» **Problem details**: Would you return every entry, exactly as it is written?

══════

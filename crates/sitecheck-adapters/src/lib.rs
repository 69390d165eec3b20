//! Page metadata extraction and sitemap enumeration.

use async_trait::async_trait;
use chrono::{DateTime, NaiveDate, NaiveDateTime, Utc};
use quick_xml::events::Event;
use scraper::{Html, Selector};
use serde::{Deserialize, Serialize};
use sitecheck_core::CandidatePage;
use sitecheck_storage::{FetchError, HttpFetcher};
use thiserror::Error;
use tracing::{debug, info, warn};

pub const CRATE_NAME: &str = "sitecheck-adapters";

/// Sitemap files whose `loc` contains one of these markers are skipped by default.
pub const DEFAULT_EXCLUDED_SITEMAP_MARKERS: &[&str] = &["local-sitemap.xml"];

#[derive(Debug, Error)]
pub enum AdapterError {
    #[error("{0}")]
    Message(String),
}

/// Title and `og:title` of a page. Absent markup yields empty strings.
#[derive(Debug, Clone, Default, PartialEq, Eq, Serialize, Deserialize)]
pub struct PageMetadata {
    pub title: String,
    pub og_title: String,
}

fn text_or_none(value: String) -> Option<String> {
    let trimmed = value.trim().to_string();
    if trimmed.is_empty() {
        None
    } else {
        Some(trimmed)
    }
}

fn select_first_text(document: &Html, selector: &str) -> Result<Option<String>, AdapterError> {
    let sel = Selector::parse(selector).map_err(|e| AdapterError::Message(e.to_string()))?;
    Ok(document
        .select(&sel)
        .next()
        .and_then(|n| text_or_none(n.text().collect::<String>())))
}

fn select_first_attr(
    document: &Html,
    selector: &str,
    attr: &str,
) -> Result<Option<String>, AdapterError> {
    let sel = Selector::parse(selector).map_err(|e| AdapterError::Message(e.to_string()))?;
    Ok(document
        .select(&sel)
        .next()
        .and_then(|n| n.value().attr(attr))
        .and_then(|s| text_or_none(s.to_string())))
}

pub fn extract_metadata(html: &str) -> PageMetadata {
    let document = Html::parse_document(html);
    let title = select_first_text(&document, "title").unwrap_or_default();
    let og_title =
        select_first_attr(&document, r#"meta[property="og:title"]"#, "content").unwrap_or_default();
    PageMetadata {
        title: title.unwrap_or_default(),
        og_title: og_title.unwrap_or_default(),
    }
}

/// Fetch `url` and extract its metadata. Any fetch failure yields empty metadata.
pub async fn fetch_metadata(http: &HttpFetcher, url: &str) -> PageMetadata {
    match http.fetch_text(url).await {
        Ok(resp) => extract_metadata(&resp.body),
        Err(err) => {
            debug!(url, error = %err, "metadata fetch failed");
            PageMetadata::default()
        }
    }
}

#[derive(Debug, Error)]
pub enum SitemapError {
    #[error("fetching sitemap: {0}")]
    Fetch(#[from] FetchError),
    #[error("parsing sitemap xml: {0}")]
    Xml(String),
}

#[derive(Debug, Clone, PartialEq, Eq)]
pub struct SitemapEntry {
    pub loc: String,
    pub lastmod: Option<String>,
}

#[derive(Clone, Copy, PartialEq, Eq)]
enum Capture {
    None,
    Loc,
    Lastmod,
}

/// Collect `loc`/`lastmod` of every `container` element (`sitemap` or `url`),
/// matching on local names so namespaced and bare documents both parse.
/// Only direct children of the container are read; nested extension elements
/// such as `<image:image><image:loc>` are ignored.
fn parse_entries(xml: &str, container: &[u8]) -> Result<Vec<SitemapEntry>, SitemapError> {
    let mut reader = quick_xml::Reader::from_str(xml);
    let mut buf = Vec::new();
    let mut entries = Vec::new();
    let mut current: Option<SitemapEntry> = None;
    let mut capture = Capture::None;
    let mut text = String::new();
    // element depth below the open container
    let mut depth = 0usize;

    loop {
        let event = reader
            .read_event_into(&mut buf)
            .map_err(|e| SitemapError::Xml(format!("{e} at {}", reader.buffer_position())))?;
        match event {
            Event::Start(ref e) => {
                let name = e.local_name();
                if current.is_none() && name.as_ref() == container {
                    current = Some(SitemapEntry {
                        loc: String::new(),
                        lastmod: None,
                    });
                    depth = 0;
                } else if current.is_some() {
                    depth += 1;
                    capture = match (depth, name.as_ref()) {
                        (1, b"loc") => Capture::Loc,
                        (1, b"lastmod") => Capture::Lastmod,
                        _ => Capture::None,
                    };
                    text.clear();
                }
            }
            Event::Text(e) if capture != Capture::None => {
                let decoded = e
                    .decode()
                    .map_err(|err| SitemapError::Xml(err.to_string()))?;
                text.push_str(&decoded);
            }
            Event::CData(e) if capture != Capture::None => {
                text.push_str(&String::from_utf8_lossy(&e));
            }
            Event::GeneralRef(e) if capture != Capture::None => {
                if let Ok(Some(ch)) = e.resolve_char_ref() {
                    text.push(ch);
                } else if let Ok(name) = e.decode() {
                    match quick_xml::escape::resolve_predefined_entity(&name) {
                        Some(resolved) => text.push_str(resolved),
                        None => warn!(entity = %name, "unknown entity in sitemap"),
                    }
                }
            }
            Event::End(ref e) => {
                let name = e.local_name();
                if depth == 0 && name.as_ref() == container {
                    if let Some(entry) = current.take() {
                        if !entry.loc.is_empty() {
                            entries.push(entry);
                        }
                    }
                } else if let Some(entry) = current.as_mut() {
                    let value = text.trim().to_string();
                    match capture {
                        Capture::Loc => entry.loc = value,
                        Capture::Lastmod if !value.is_empty() => entry.lastmod = Some(value),
                        _ => {}
                    }
                    depth = depth.saturating_sub(1);
                    capture = Capture::None;
                    text.clear();
                }
            }
            Event::Eof => break,
            _ => {}
        }
        buf.clear();
    }
    Ok(entries)
}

══════

» **Expected answer**:
filename crates/sitecheck-adapters/src/lib.rs
repository 69390d165eec3b20
//! Page metadata extraction and sitemap enumeration.

use async_trait::async_trait;
use chrono::{DateTime, NaiveDate, NaiveDateTime, Utc};
use quick_xml::events::Event;
use scraper::{Html, Selector};
use serde::{Deserialize, Serialize};
use sitecheck_core::CandidatePage;
use sitecheck_storage::{FetchError, HttpFetcher};
use thiserror::Error;
use tracing::{debug, info, warn};

pub const CRATE_NAME: &str = "sitecheck-adapters";

/// Sitemap files whose `loc` contains one of these markers are skipped by default.
pub const DEFAULT_EXCLUDED_SITEMAP_MARKERS: &[&str] = &["local-sitemap.xml"];

#[derive(Debug, Error)]
pub enum AdapterError {
    #[error("{0}")]
    Message(String),
}

/// Title and `og:title` of a page. Absent markup yields empty strings.
#[derive(Debug, Clone, Default, PartialEq, Eq, Serialize, Deserialize)]
pub struct PageMetadata {
    pub title: String,
    pub og_title: String,
}

fn text_or_none(value: String) -> Option<String> {
    let trimmed = value.trim().to_string();
    if trimmed.is_empty() {
        None
    } else {
        Some(trimmed)
    }
}

fn select_first_text(document: &Html, selector: &str) -> Result<Option<String>, AdapterError> {
    let sel = Selector::parse(selector).map_err(|e| AdapterError::Message(e.to_string()))?;
    Ok(document
        .select(&sel)
        .next()
        .and_then(|n| text_or_none(n.text().collect::<String>())))
}

fn select_first_attr(
    document: &Html,
    selector: &str,
    attr: &str,
) -> Result<Option<String>, AdapterError> {
    let sel = Selector::parse(selector).map_err(|e| AdapterError::Message(e.to_string()))?;
    Ok(document
        .select(&sel)
        .next()
        .and_then(|n| n.value().attr(attr))
        .and_then(|s| text_or_none(s.to_string())))
}

pub fn extract_metadata(html: &str) -> PageMetadata {
    let document = Html::parse_document(html);
    let title = select_first_text(&document, "title").unwrap_or_default();
    let og_title =
        select_first_attr(&document, r#"meta[property="og:title"]"#, "content").unwrap_or_default();
    PageMetadata {
        title: title.unwrap_or_default(),
        og_title: og_title.unwrap_or_default(),
    }
}

/// Fetch `url` and extract its metadata. Any fetch failure yields empty metadata.
pub async fn fetch_metadata(http: &HttpFetcher, url: &str) -> PageMetadata {
    match http.fetch_text(url).await {
        Ok(resp) => extract_metadata(&resp.body),
        Err(err) => {
            debug!(url, error = %err, "metadata fetch failed");
            PageMetadata::default()
        }
    }
}

#[derive(Debug, Error)]
pub enum SitemapError {
    #[error("fetching sitemap: {0}")]
    Fetch(#[from] FetchError),
    #[error("parsing sitemap xml: {0}")]
    Xml(String),
}

#[derive(Debug, Clone, PartialEq, Eq)]
pub struct SitemapEntry {
    pub loc: String,
    pub lastmod: Option<String>,
}

#[derive(Clone, Copy, PartialEq, Eq)]
enum Capture {
    None,
    Loc,
    Lastmod,
}

/// Collect `loc`/`lastmod` of every `container` element (`sitemap` or `url`),
/// matching on local names so namespaced and bare documents both parse.
/// Only direct children of the container are read; nested extension elements
/// such as `<image:image><image:loc>` are ignored.
fn parse_entries(xml: &str, container: &[u8]) -> Result<Vec<SitemapEntry>, SitemapError> {
    let mut reader = quick_xml::Reader::from_str(xml);
    let mut buf = Vec::new();
    let mut entries = Vec::new();
    let mut current: Option<SitemapEntry> = None;
    let mut capture = Capture::None;
    let mut text = String::new();
    // element depth below the open container
    let mut depth = 0usize;

    loop {
        let event = reader
            .read_event_into(&mut buf)
            .map_err(|e| SitemapError::Xml(format!("{e} at {}", reader.buffer_position())))?;
        match event {
            Event::Start(ref e) => {
                let name = e.local_name();
                if current.is_none() && name.as_ref() == container {
                    current = Some(SitemapEntry {
                        loc: String::new(),
                        lastmod: None,
                    });
                    depth = 0;
                } else if current.is_some() {
                    depth += 1;
                    capture = match (depth, name.as_ref()) {
                        (1, b"loc") => Capture::Loc,
                        (1, b"lastmod") => Capture::Lastmod,
                        _ => Capture::None,
                    };
                    text.clear();
                }
            }
            Event::Text(e) if capture != Capture::None => {
                let decoded = e
                    .decode()
                    .map_err(|err| SitemapError::Xml(err.to_string()))?;
                text.push_str(&decoded);
            }
            Event::CData(e) if capture != Capture::None => {
                text.push_str(&String::from_utf8_lossy(&e));
            }
            Event::GeneralRef(e) if capture != Capture::None => {
                if let Ok(Some(ch)) = e.resolve_char_ref() {
                    text.push(ch);
                } else if let Ok(name) = e.decode() {
                    match quick_xml::escape::resolve_predefined_entity(&name) {
                        Some(resolved) => text.push_str(resolved),
                        None => warn!(entity = %name, "unknown entity in sitemap"),
                    }
                }
            }
            Event::End(ref e) => {
                let name = e.local_name();
                if depth == 0 && name.as_ref() == container {
                    if let Some(entry) = current.take() {
                        if !entry.loc.is_empty() {
                            entries.push(entry);
                        }
                    }
                } else if let Some(entry) = current.as_mut() {
                    let value = text.trim().to_string();
                    match capture {
                        Capture::Loc => entry.loc = value,
                        Capture::Lastmod if !value.is_empty() => entry.lastmod = Some(value),
                        _ => {}
                    }
                    depth = depth.saturating_sub(1);
                    capture = Capture::None;
                    text.clear();
                }
            }
            Event::Eof => break,
            _ => {}
        }
        buf.clear();
    }
    Ok(entries)
}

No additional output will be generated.